Authors: Long L; Douglas J; Morton M et al.
Source: The British journal of oral & maxillofacial surgery [Br J Oral Maxillofac Surg] 2022 May; Vol. 60 (4), pp. 470-474. Date of Electronic Publication: 2021 Sep 20.
Traditionally, surgical management of zygomaticomaxillary complex (ZMC) and orbital fractures occurs within two to three weeks of the injury, followed by an overnight admission to allow for extended eye observations. This is due to the risk of postoperative retrobulbar haemorrhage (RBH) or orbital compartment syndrome (OCS), a rapidly progressive and sight threatening emergency that requires immediate intervention.
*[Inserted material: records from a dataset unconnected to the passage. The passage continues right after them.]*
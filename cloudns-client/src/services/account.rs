use serde_json::Value;

use crate::client::ClouDnsClient;
use crate::error::Result;
use crate::params::Params;

/// Account-level calls.
pub struct AccountService<'a> {
    client: &'a ClouDnsClient,
}

impl<'a> AccountService<'a> {
    pub(crate) fn new(client: &'a ClouDnsClient) -> Self {
        Self { client }
    }

    /// Checks the credentials against `login/login`.
    pub async fn test_login(&self) -> Result<Value> {
        self.client.post("login/login", Params::new()).await
    }

    /// `true` when the login call reports `"status": "Success"`.
    pub async fn is_authenticated(&self) -> bool {
        match self.test_login().await {
            Ok(response) => response.get("status").and_then(Value::as_str) == Some("Success"),
            Err(e) => {
                if self.client.config().log_enabled {
                    log::debug!("[cloudns] Login check failed: {e}");
                }
                false
            }
        }
    }

    /// Public IP the API sees for this client; empty when absent.
    pub async fn current_ip(&self) -> Result<String> {
        let response = self.client.get("account/get-current-ip", Params::new()).await?;
        Ok(response
            .get("ip")
            .and_then(Value::as_str)
            .unwrap_or_default()
            .to_string())
    }

    pub async fn balance(&self) -> Result<Value> {
        self.client.get("account/get-balance", Params::new()).await
    }

    pub async fn info(&self) -> Result<Value> {
        self.client.get("account/get-info", Params::new()).await
    }

    pub async fn statistics(&self) -> Result<Value> {
        self.client.get("account/get-statistics", Params::new()).await
    }
}
use serde_json::Value;

use crate::client::ClouDnsClient;
use crate::error::Result;
use crate::params::Params;
use crate::types::{CreateZoneRequest, RowsPerPage, Zone, ZonePage};

use super::{field_u32, numeric_entries};

/// Zone management (`dns/list-zones`, `dns/register`, ...).
pub struct ZoneService<'a> {
    client: &'a ClouDnsClient,
}

impl<'a> ZoneService<'a> {
    pub(crate) fn new(client: &'a ClouDnsClient) -> Self {
        Self { client }
    }

    pub async fn list(
        &self,
        page: u32,
        rows_per_page: RowsPerPage,
        search: Option<&str>,
        group_id: Option<u64>,
    ) -> Result<ZonePage> {
        let params = Params::new()
            .with("page", page)
            .with("rows-per-page", rows_per_page)
            .with_opt("search", search)
            .with_opt("group-id", group_id);

        let response = self.client.get("dns/list-zones", params).await?;
        Ok(ZonePage {
            page: field_u32(&response, "page", page),
            pages: field_u32(&response, "pages", 1),
            zones: numeric_entries(&response)?,
        })
    }

    /// Validates and registers a new zone.
    pub async fn create(&self, request: &CreateZoneRequest) -> Result<Value> {
        request.validate()?;
        self.client.post("dns/register", request.to_params()).await
    }

    pub async fn delete(&self, domain_name: &str) -> Result<Value> {
        self.client
            .post("dns/delete", Params::new().with("domain-name", domain_name))
            .await
    }

    pub async fn get_info(&self, domain_name: &str) -> Result<Value> {
        self.client
            .get("dns/get-zone-info", Params::new().with("domain-name", domain_name))
            .await
    }

    pub async fn statistics(&self) -> Result<Value> {
        self.client.get("dns/get-zones-stats", Params::new()).await
    }

    /// Activates or deactivates a zone.
    pub async fn update_status(&self, domain_name: &str, active: bool) -> Result<Value> {
        let params = Params::new()
            .with("domain-name", domain_name)
            .with("status", active);
        self.client.post("dns/change-status", params).await
    }

    pub async fn page_count(&self, search: Option<&str>, group_id: Option<u64>) -> Result<u32> {
        let params = Params::new()
            .with_opt("search", search)
            .with_opt("group-id", group_id);
        let response = self.client.get("dns/get-pages-count", params).await?;
        Ok(field_u32(&response, "pages", 1))
    }

    /// `true` when `dns/get-zone-info` succeeds for the domain. Any error,
    /// including transport failures, counts as absent.
    pub async fn exists(&self, domain_name: &str) -> bool {
        match self.get_info(domain_name).await {
            Ok(_) => true,
            Err(e) => {
                if self.client.config().log_enabled {
                    log::debug!("[cloudns] Zone '{domain_name}' treated as absent: {e}");
                }
                false
            }
        }
    }

    /// Every zone, fetched 100 per page.
    pub async fn get_all(&self, search: Option<&str>, group_id: Option<u64>) -> Result<Vec<Zone>> {
        let mut zones = Vec::new();
        let mut page = 1;
        loop {
            let result = self.list(page, RowsPerPage::Hundred, search, group_id).await?;
            zones.extend(result.zones);
            if page >= result.pages {
                break;
            }
            page += 1;
        }
        Ok(zones)
    }
}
In September 2016 the oral and maxillofacial surgery (OMFS) department at Leeds Teaching Hospitals redesigned their trauma service with a full-time trauma consultant, a dedicated clinic, and a weekly morning elective trauma theatre list. This allowed for standardisation of the management of patients with OMFS injuries. Furthermore, a formal day-case ZMC and orbital fracture pathway was developed to allow patients to undergo surgical management of such fractures with a same-day discharge. This has since been identified as an area of excellence by the Getting It Right First Time (GIRFT) programme, and is in line with the addition of ZMC and orbital fractures to the procedural list written by the British Association of Day Case Surgery (BADS). Unbeknown to the unit, the volume of day-case procedures was the highest within the UK, demonstrating the importance of GIRFT in highlighting areas of good or unique practice. The aim of this study was to determine the impact of our day-case pathway and designated OMFS trauma service on compliance with recent recommendations by GIRFT and BADS. Secondly, it was to determine the safety of same-day discharge with regards to postoperative complications.